Abstract
Background:
The main manifestation of hyperglycaemia during pregnancy is gestational diabetes mellitus. It can herald diabetes mellitus type 2 and its deleterious long-term effects, such as hypertension and cardiovascular disease. The aim of this study was to assess diastolic function in women with gestational diabetes mellitus, one of the first signs of future cardiovascular disease.
Methods:
A total of 21 women with gestational diabetes mellitus and 23 healthy pregnant women (control group) between 34 and 37 weeks of gestation underwent echocardiographic assessment. The diagnosis of gestational diabetes mellitus was made in agreement with the American Diabetes Association criteria.
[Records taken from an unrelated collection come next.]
use cookfind_core::{Candidate, Classification, PaginationState};

/// Events flowing from the backend search task to the TUI.
#[derive(Debug, Clone)]
pub enum BackendEvent {
    /// A search session began.
    SearchStarted { query: String },
    /// A result page is being processed.
    PageProgress { current_page: u32, total_pages: u32 },
    /// A candidate was classified as an exact or fuzzy match.
    Match {
        classification: Classification,
        candidate: Candidate,
    },
    /// The session observed a clear request; drop shown results.
    Purge,
    /// The session reached a terminal status.
    SearchFinished {
        state: PaginationState,
        no_results: Option<String>,
    },
}
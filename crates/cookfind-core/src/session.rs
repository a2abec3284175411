//! Search sessions: the page-by-page search loop and its state machine.
//!
//! A [`SearchSession`] is built fresh for every search and consumed by
//! [`SearchSession::run`]. The session fetches page 1, derives the page count
//! from its hints, then walks the remaining pages one at a time, classifying
//! every candidate and streaming matches to a [`ResultSink`] as they are
//! found. Cancellation is cooperative and only observed between pages.

use std::sync::Arc;
use std::sync::atomic::{AtomicBool, Ordering};

use serde::Serialize;
use tokio_util::sync::CancellationToken;

use crate::matching::{Classification, Query, classify};
use crate::source::{Page, PageSource, SourceRef};

/// Page size assumed when page 1 reports a total but not a page size.
pub const DEFAULT_RESULTS_PER_PAGE: u64 = 24;

/// Lifecycle of a search session.
#[derive(Debug, Clone, Copy, PartialEq, Eq, Serialize)]
#[serde(rename_all = "lowercase")]
pub enum SearchStatus {
    Idle,
    Running,
    Stopped,
    Completed,
    Failed,
}

impl SearchStatus {
    pub fn label(self) -> &'static str {
        match self {
            Self::Idle => "Idle",
            Self::Running => "Searching...",
            Self::Stopped => "Stopped",
            Self::Completed => "Done",
            Self::Failed => "Failed",
        }
    }

    pub fn is_terminal(self) -> bool {
        matches!(self, Self::Stopped | Self::Completed | Self::Failed)
    }
}

/// Where a session is in its walk over the result pages.
#[derive(Debug, Clone, PartialEq, Eq, Serialize)]
pub struct PaginationState {
    pub current_page: u32,
    pub total_pages: u32,
    pub status: SearchStatus,
    pub failure_reason: Option<String>,
}

impl Default for PaginationState {
    fn default() -> Self {
        Self {
            current_page: 1,
            total_pages: 1,
            status: SearchStatus::Idle,
            failure_reason: None,
        }
    }
}

impl PaginationState {
    /// Move to `next` unless that would leave a terminal state or go back to
    /// `Idle`. Returns whether the transition happened.
    fn transition(&mut self, next: SearchStatus) -> bool {
        let allowed = match (self.status, next) {
            (from, _) if from.is_terminal() => false,
            (_, SearchStatus::Idle) => false,
            (SearchStatus::Idle, SearchStatus::Running) => true,
            (SearchStatus::Running, to) => to.is_terminal(),
            _ => false,
        };
        if allowed {
            self.status = next;
        }
        allowed
    }

    fn fail(&mut self, reason: String) {
        if self.transition(SearchStatus::Failed) {
            self.failure_reason = Some(reason);
        }
    }
}

/// A classified search result.
#[derive(Debug, Clone, PartialEq, Eq, Serialize)]
pub struct Candidate {
    pub display_name: String,
    pub page_index: u32,
    pub source_ref: SourceRef,
}

/// Everything a finished session produced.
#[derive(Debug, Clone, Serialize)]
pub struct SearchOutcome {
    pub exact_matches: Vec<Candidate>,
    pub fuzzy_matches: Vec<Candidate>,
    pub state: PaginationState,
}

impl SearchOutcome {
    /// The "No results" line a front end should show, if any.
    ///
    /// Only exact matches count as results; a failure reason is appended when
    /// the session failed.
    pub fn no_results_message(&self) -> Option<String> {
        if !self.exact_matches.is_empty() {
            return None;
        }
        match (&self.state.status, &self.state.failure_reason) {
            (SearchStatus::Failed, Some(reason)) => Some(format!("No results — {reason}")),
            _ => Some("No results".to_string()),
        }
    }
}

/// Shared cancellation flag for a running search.
///
/// Both [`stop`](CancelSignal::stop) and [`clear`](CancelSignal::clear) halt
/// the search at the next page boundary; `clear` also asks the result sink to
/// purge what it has shown.
#[derive(Debug, Clone, Default)]
pub struct CancelSignal {
    token: CancellationToken,
    purge: Arc<AtomicBool>,
}

impl CancelSignal {
    pub fn new() -> Self {
        Self::default()
    }

    pub fn stop(&self) {
        self.token.cancel();
    }

    pub fn clear(&self) {
        self.purge.store(true, Ordering::SeqCst);
        self.token.cancel();
    }

    pub fn is_cancelled(&self) -> bool {
        self.token.is_cancelled()
    }

    pub fn purge_requested(&self) -> bool {
        self.purge.load(Ordering::SeqCst)
    }

    /// Underlying token, for callers that want to `select!` on it.
    pub fn token(&self) -> &CancellationToken {
        &self.token
    }
}

/// User-level commands a front end dispatches into the search backend.
#[derive(Debug, Clone, PartialEq, Eq)]
pub enum Command {
    StartSearch(String),
    Cancel { purge: bool },
}

/// Receives matches as soon as they are classified.
pub trait ResultSink {
    fn on_match(&mut self, classification: Classification, candidate: &Candidate);

    /// Drop everything shown so far. Called when a search is cleared.
    fn purge(&mut self) {}

    fn finished(&mut self, _state: &PaginationState) {}
}

/// Receives page progress.
pub trait ProgressReporter {
    fn on_page(&mut self, current_page: u32, total_pages: u32);

    fn finished(&mut self, _state: &PaginationState) {}
}

impl ResultSink for () {
    fn on_match(&mut self, _classification: Classification, _candidate: &Candidate) {}
}

impl ProgressReporter for () {
    fn on_page(&mut self, _current_page: u32, _total_pages: u32) {}
}

/// Number of result pages implied by the first page's hints. Never below 1.
pub fn total_pages(
    total_results: Option<u64>,
    results_per_page: Option<u64>,
    default_per_page: u64,
) -> u32 {
    let Some(total) = total_results else {
        return 1;
    };
    let per_page = results_per_page
        .filter(|&n| n > 0)
        .unwrap_or(default_per_page)
        .max(1);
    let pages = total.div_ceil(per_page).max(1);
    u32::try_from(pages).unwrap_or(u32::MAX)
}

/// One search, from the first page fetch to a terminal status.
pub struct SearchSession {
    query: Query,
    cancel: CancelSignal,
    default_per_page: u64,
    state: PaginationState,
    exact_matches: Vec<Candidate>,
    fuzzy_matches: Vec<Candidate>,
}
pub mod results;
pub mod search;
Echocardiographic images obtained were analysed according to the criteria of the American Society of Echocardiography. Data were analysed using Pearson correlation coefficient, analysis of variance and Student’s t-test.
Results:
Women with gestational diabetes mellitus had higher posterior wall and interventricular septum thickness, increased left ventricular mass and left ventricular mass index, lower early diastolic annular velocity and early diastolic annular velocity/late diastolic annular velocity ratio. There was a positive correlation between left ventricular mass index and fasting glucose and pregnancy body mass index.
Conclusion:
Patients with gestational diabetes mellitus seem to have a different diastolic profile as well as a mildly dysfunctional pattern on echocardiogram, which may show a need for greater glycaemic control.
Introduction
Gestational diabetes mellitus (GDM) is any degree of glucose intolerance, recognized or diagnosed for the first time during pregnancy. 1 A large meta-analysis conducted in 2009 identified that in women with a history of GDM, the risk of developing diabetes in the future is 7.43 times higher. 2
Clinical diabetes is one of most prevalent diseases in the world and is considered an independent risk factor for cardiovascular complications and a leading cause of morbidity and mortality. The risk of death increases with duration of disease, especially in women.3,4
In addition to disorders involving glucose metabolism, pregnancy is also characterized by significant changes in the cardiovascular system. Physiologically, there is an increase in cardiac output, heart rate, intravascular volume and vascular compliance, with reduction of the peripheral vascular resistance. 5 Therefore, pregnancy provides physiological cardiac remodelling but maintains ventricular geometry. 6
Although cardiac morphometric changes due to pregnancy are well known and documented by means of echocardiography, particularly in relation to systolic parameters and ventricular morphology,7,8 diastolic function parameters are controversial, due to different methodologies and to the fact that some measurements remain within the normal range.9–11
To correct these discrepancies, some authors8,12 proposed the use of tissue Doppler to assess diastolic function in pregnant women. The advantage of this method is that the parameters determined in the myocardium are relatively independent of preload, which results in greater accuracy in the assessment of diastolic function in pregnancy.8,13,14
There is much evidence in the literature demonstrating that diastolic dysfunction is an early manifestation of diabetic cardiomyopathy, preceding systolic dysfunction and symptomatic heart failure.15–17 Studies suggest that diastolic dysfunction is the most common cause of congestive heart failure, and in more than 50% of the population with this condition, systolic left ventricular (LV) function is normal.18,19
This study was designed to assess LV diastolic function in pregnant women with gestational diabetes, an initially transitory condition of abnormal glucose metabolism, to try to diagnose diastolic dysfunction and thus identify women at higher risk of future cardiovascular disease (CVD).
Methods
This study was approved by the Hospital Ethics Committee of the School of Medicine of Botucatu, São Paulo State University, UNESP, Brazil, where it was conducted from August 2011 to September 2013. A total of 44 patients with singleton pregnancies were assigned to participate. Of these, 21 patients had GDM and 23 patients were healthy pregnant women (control group). The diagnosis of GDM was made by performing the 75 g oral glucose tolerance test (75 g OGTT) between 24 and 28 weeks following the guidelines of the American Diabetes Association (ADA), 20 and so, one measurement above the normal range (fasting ⩾ 92 mg/dL, ⩾180 mg/dL after 1 h, and ⩾153 mg/dL after 2 h) is sufficient for confirmation. All patients participating in the study signed an informed consent form.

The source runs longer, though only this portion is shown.